ASSIGNED TASK:
All the data beneath this line is to be reproduced exactly.

EXERCISE MATERIALS:
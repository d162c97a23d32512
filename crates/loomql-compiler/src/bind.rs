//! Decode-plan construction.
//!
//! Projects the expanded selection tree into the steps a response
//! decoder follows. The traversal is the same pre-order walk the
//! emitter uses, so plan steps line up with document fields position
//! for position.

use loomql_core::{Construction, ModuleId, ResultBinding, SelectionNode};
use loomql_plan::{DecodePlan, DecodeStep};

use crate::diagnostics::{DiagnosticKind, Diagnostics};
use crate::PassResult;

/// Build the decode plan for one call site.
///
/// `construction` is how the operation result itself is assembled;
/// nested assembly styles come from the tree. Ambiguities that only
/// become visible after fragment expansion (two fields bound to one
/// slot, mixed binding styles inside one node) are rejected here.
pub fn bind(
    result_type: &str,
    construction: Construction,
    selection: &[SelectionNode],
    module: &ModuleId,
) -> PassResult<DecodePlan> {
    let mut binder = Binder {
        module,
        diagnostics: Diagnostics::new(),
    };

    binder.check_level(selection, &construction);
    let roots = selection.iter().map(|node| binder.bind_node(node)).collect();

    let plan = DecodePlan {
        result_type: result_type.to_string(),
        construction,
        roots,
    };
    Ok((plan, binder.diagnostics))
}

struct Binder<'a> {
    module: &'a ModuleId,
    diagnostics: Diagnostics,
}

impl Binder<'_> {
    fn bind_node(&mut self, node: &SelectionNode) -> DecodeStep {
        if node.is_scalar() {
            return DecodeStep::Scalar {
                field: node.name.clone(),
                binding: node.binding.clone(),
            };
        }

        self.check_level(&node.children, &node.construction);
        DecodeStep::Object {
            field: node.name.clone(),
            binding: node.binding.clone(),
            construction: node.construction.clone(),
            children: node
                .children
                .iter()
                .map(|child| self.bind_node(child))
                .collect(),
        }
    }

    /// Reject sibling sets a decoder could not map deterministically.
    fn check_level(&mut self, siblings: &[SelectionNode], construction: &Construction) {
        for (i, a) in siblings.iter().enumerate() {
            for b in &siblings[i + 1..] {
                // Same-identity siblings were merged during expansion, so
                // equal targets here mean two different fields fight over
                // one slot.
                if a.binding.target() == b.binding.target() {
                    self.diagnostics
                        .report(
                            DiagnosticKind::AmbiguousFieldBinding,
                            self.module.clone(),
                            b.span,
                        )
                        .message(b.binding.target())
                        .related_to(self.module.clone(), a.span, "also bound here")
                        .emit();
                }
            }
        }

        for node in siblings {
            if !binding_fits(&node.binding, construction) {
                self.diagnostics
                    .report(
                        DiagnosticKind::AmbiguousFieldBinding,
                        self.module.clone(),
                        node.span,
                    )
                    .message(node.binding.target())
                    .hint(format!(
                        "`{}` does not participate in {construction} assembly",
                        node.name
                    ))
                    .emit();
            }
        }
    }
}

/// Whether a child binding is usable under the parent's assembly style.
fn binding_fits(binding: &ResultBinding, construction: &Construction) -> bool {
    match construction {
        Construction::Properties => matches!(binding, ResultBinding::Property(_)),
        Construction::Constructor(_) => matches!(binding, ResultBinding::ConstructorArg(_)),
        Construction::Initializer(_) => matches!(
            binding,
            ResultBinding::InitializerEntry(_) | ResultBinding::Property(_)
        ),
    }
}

RESPONSE TO THE TASK:
repository d162c97a23d32512
filename crates/loomql-compiler/src/bind.rs
//! Decode-plan construction.
//!
//! Projects the expanded selection tree into the steps a response
//! decoder follows. The traversal is the same pre-order walk the
//! emitter uses, so plan steps line up with document fields position
//! for position.

use loomql_core::{Construction, ModuleId, ResultBinding, SelectionNode};
use loomql_plan::{DecodePlan, DecodeStep};

use crate::diagnostics::{DiagnosticKind, Diagnostics};
use crate::PassResult;

/// Build the decode plan for one call site.
///
/// `construction` is how the operation result itself is assembled;
/// nested assembly styles come from the tree. Ambiguities that only
/// become visible after fragment expansion (two fields bound to one
/// slot, mixed binding styles inside one node) are rejected here.
pub fn bind(
    result_type: &str,
    construction: Construction,
    selection: &[SelectionNode],
    module: &ModuleId,
) -> PassResult<DecodePlan> {
    let mut binder = Binder {
        module,
        diagnostics: Diagnostics::new(),
    };

    binder.check_level(selection, &construction);
    let roots = selection.iter().map(|node| binder.bind_node(node)).collect();

    let plan = DecodePlan {
        result_type: result_type.to_string(),
        construction,
        roots,
    };
    Ok((plan, binder.diagnostics))
}

struct Binder<'a> {
    module: &'a ModuleId,
    diagnostics: Diagnostics,
}

impl Binder<'_> {
    fn bind_node(&mut self, node: &SelectionNode) -> DecodeStep {
        if node.is_scalar() {
            return DecodeStep::Scalar {
                field: node.name.clone(),
                binding: node.binding.clone(),
            };
        }

        self.check_level(&node.children, &node.construction);
        DecodeStep::Object {
            field: node.name.clone(),
            binding: node.binding.clone(),
            construction: node.construction.clone(),
            children: node
                .children
                .iter()
                .map(|child| self.bind_node(child))
                .collect(),
        }
    }

    /// Reject sibling sets a decoder could not map deterministically.
    fn check_level(&mut self, siblings: &[SelectionNode], construction: &Construction) {
        for (i, a) in siblings.iter().enumerate() {
            for b in &siblings[i + 1..] {
                // Same-identity siblings were merged during expansion, so
                // equal targets here mean two different fields fight over
                // one slot.
                if a.binding.target() == b.binding.target() {
                    self.diagnostics
                        .report(
                            DiagnosticKind::AmbiguousFieldBinding,
                            self.module.clone(),
                            b.span,
                        )
                        .message(b.binding.target())
                        .related_to(self.module.clone(), a.span, "also bound here")
                        .emit();
                }
            }
        }

        for node in siblings {
            if !binding_fits(&node.binding, construction) {
                self.diagnostics
                    .report(
                        DiagnosticKind::AmbiguousFieldBinding,
                        self.module.clone(),
                        node.span,
                    )
                    .message(node.binding.target())
                    .hint(format!(
                        "`{}` does not participate in {construction} assembly",
                        node.name
                    ))
                    .emit();
            }
        }
    }
}

/// Whether a child binding is usable under the parent's assembly style.
fn binding_fits(binding: &ResultBinding, construction: &Construction) -> bool {
    match construction {
        Construction::Properties => matches!(binding, ResultBinding::Property(_)),
        Construction::Constructor(_) => matches!(binding, ResultBinding::ConstructorArg(_)),
        Construction::Initializer(_) => matches!(
            binding,
            ResultBinding::InitializerEntry(_) | ResultBinding::Property(_)
        ),
    }
}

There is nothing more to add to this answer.